**** SOURCE RECORDS
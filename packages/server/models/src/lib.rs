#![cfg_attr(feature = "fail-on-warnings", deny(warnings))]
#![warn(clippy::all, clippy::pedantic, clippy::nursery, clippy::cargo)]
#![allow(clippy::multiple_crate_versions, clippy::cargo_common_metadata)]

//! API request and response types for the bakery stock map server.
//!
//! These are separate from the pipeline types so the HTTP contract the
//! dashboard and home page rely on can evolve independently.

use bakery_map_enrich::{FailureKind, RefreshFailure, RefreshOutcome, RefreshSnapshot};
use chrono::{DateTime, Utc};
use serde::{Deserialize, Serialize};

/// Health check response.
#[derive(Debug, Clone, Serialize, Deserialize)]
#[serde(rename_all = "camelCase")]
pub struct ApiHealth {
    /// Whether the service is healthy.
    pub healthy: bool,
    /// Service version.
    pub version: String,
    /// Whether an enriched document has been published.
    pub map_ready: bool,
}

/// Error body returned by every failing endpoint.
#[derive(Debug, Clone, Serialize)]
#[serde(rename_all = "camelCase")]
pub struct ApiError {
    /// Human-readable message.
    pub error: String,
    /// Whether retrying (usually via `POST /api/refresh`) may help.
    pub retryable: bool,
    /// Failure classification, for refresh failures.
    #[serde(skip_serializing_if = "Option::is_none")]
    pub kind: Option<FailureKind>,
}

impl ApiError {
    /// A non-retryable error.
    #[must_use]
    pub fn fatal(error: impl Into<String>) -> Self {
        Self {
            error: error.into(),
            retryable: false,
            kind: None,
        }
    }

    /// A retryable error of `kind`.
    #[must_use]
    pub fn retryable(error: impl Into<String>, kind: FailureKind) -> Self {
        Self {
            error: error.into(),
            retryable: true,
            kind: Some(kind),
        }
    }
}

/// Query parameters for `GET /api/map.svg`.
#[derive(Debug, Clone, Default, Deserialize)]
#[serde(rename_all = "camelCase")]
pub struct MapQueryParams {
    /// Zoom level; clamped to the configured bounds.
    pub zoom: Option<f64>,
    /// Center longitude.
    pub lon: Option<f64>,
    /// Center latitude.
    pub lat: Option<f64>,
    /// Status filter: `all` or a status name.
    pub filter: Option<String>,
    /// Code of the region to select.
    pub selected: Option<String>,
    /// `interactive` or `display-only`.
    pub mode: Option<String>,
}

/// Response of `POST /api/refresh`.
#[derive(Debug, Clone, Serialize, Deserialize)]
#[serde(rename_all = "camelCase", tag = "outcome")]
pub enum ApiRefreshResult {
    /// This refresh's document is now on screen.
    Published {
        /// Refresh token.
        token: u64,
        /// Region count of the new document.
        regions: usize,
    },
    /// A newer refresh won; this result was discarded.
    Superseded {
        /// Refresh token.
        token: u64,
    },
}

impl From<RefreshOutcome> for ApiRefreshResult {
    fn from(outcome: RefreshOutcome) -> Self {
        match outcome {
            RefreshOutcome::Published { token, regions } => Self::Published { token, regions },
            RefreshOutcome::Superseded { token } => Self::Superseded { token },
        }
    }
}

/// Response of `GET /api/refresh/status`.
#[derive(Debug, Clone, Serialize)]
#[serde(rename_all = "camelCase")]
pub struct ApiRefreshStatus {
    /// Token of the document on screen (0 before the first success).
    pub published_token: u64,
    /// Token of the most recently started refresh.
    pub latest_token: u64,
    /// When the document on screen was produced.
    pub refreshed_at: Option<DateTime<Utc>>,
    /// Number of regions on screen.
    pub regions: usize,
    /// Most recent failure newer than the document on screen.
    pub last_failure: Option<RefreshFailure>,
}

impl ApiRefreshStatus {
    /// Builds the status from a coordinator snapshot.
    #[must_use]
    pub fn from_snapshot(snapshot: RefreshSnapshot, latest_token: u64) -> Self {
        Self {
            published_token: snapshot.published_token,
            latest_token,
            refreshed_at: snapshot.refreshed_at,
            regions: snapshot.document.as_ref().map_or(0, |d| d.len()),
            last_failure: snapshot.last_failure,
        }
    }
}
********
| ABOUT THIS TASK |
Return the listing in full, matching each word exactly.

| ANSWER TO THIS PROBLEM |
filename packages/server/models/src/lib.rs
#![cfg_attr(feature = "fail-on-warnings", deny(warnings))]
#![warn(clippy::all, clippy::pedantic, clippy::nursery, clippy::cargo)]
#![allow(clippy::multiple_crate_versions, clippy::cargo_common_metadata)]

//! API request and response types for the bakery stock map server.
//!
//! These are separate from the pipeline types so the HTTP contract the
//! dashboard and home page rely on can evolve independently.

use bakery_map_enrich::{FailureKind, RefreshFailure, RefreshOutcome, RefreshSnapshot};
use chrono::{DateTime, Utc};
use serde::{Deserialize, Serialize};

/// Health check response.
#[derive(Debug, Clone, Serialize, Deserialize)]
#[serde(rename_all = "camelCase")]
pub struct ApiHealth {
    /// Whether the service is healthy.
    pub healthy: bool,
    /// Service version.
    pub version: String,
    /// Whether an enriched document has been published.
    pub map_ready: bool,
}

/// Error body returned by every failing endpoint.
#[derive(Debug, Clone, Serialize)]
#[serde(rename_all = "camelCase")]
pub struct ApiError {
    /// Human-readable message.
    pub error: String,
    /// Whether retrying (usually via `POST /api/refresh`) may help.
    pub retryable: bool,
    /// Failure classification, for refresh failures.
    #[serde(skip_serializing_if = "Option::is_none")]
    pub kind: Option<FailureKind>,
}

impl ApiError {
    /// A non-retryable error.
    #[must_use]
    pub fn fatal(error: impl Into<String>) -> Self {
        Self {
            error: error.into(),
            retryable: false,
            kind: None,
        }
    }

    /// A retryable error of `kind`.
    #[must_use]
    pub fn retryable(error: impl Into<String>, kind: FailureKind) -> Self {
        Self {
            error: error.into(),
            retryable: true,
            kind: Some(kind),
        }
    }
}

/// Query parameters for `GET /api/map.svg`.
#[derive(Debug, Clone, Default, Deserialize)]
#[serde(rename_all = "camelCase")]
pub struct MapQueryParams {
    /// Zoom level; clamped to the configured bounds.
    pub zoom: Option<f64>,
    /// Center longitude.
    pub lon: Option<f64>,
    /// Center latitude.
    pub lat: Option<f64>,
    /// Status filter: `all` or a status name.
    pub filter: Option<String>,
    /// Code of the region to select.
    pub selected: Option<String>,
    /// `interactive` or `display-only`.
    pub mode: Option<String>,
}

/// Response of `POST /api/refresh`.
#[derive(Debug, Clone, Serialize, Deserialize)]
#[serde(rename_all = "camelCase", tag = "outcome")]
pub enum ApiRefreshResult {
    /// This refresh's document is now on screen.
    Published {
        /// Refresh token.
        token: u64,
        /// Region count of the new document.
        regions: usize,
    },
    /// A newer refresh won; this result was discarded.
    Superseded {
        /// Refresh token.
        token: u64,
    },
}

impl From<RefreshOutcome> for ApiRefreshResult {
    fn from(outcome: RefreshOutcome) -> Self {
        match outcome {
            RefreshOutcome::Published { token, regions } => Self::Published { token, regions },
            RefreshOutcome::Superseded { token } => Self::Superseded { token },
        }
    }
}

/// Response of `GET /api/refresh/status`.
#[derive(Debug, Clone, Serialize)]
#[serde(rename_all = "camelCase")]
pub struct ApiRefreshStatus {
    /// Token of the document on screen (0 before the first success).
    pub published_token: u64,
    /// Token of the most recently started refresh.
    pub latest_token: u64,
    /// When the document on screen was produced.
    pub refreshed_at: Option<DateTime<Utc>>,
    /// Number of regions on screen.
    pub regions: usize,
    /// Most recent failure newer than the document on screen.
    pub last_failure: Option<RefreshFailure>,
}

impl ApiRefreshStatus {
    /// Builds the status from a coordinator snapshot.
    #[must_use]
    pub fn from_snapshot(snapshot: RefreshSnapshot, latest_token: u64) -> Self {
        Self {
            published_token: snapshot.published_token,
            latest_token,
            refreshed_at: snapshot.refreshed_at,
            regions: snapshot.document.as_ref().map_or(0, |d| d.len()),
            last_failure: snapshot.last_failure,
        }
    }
}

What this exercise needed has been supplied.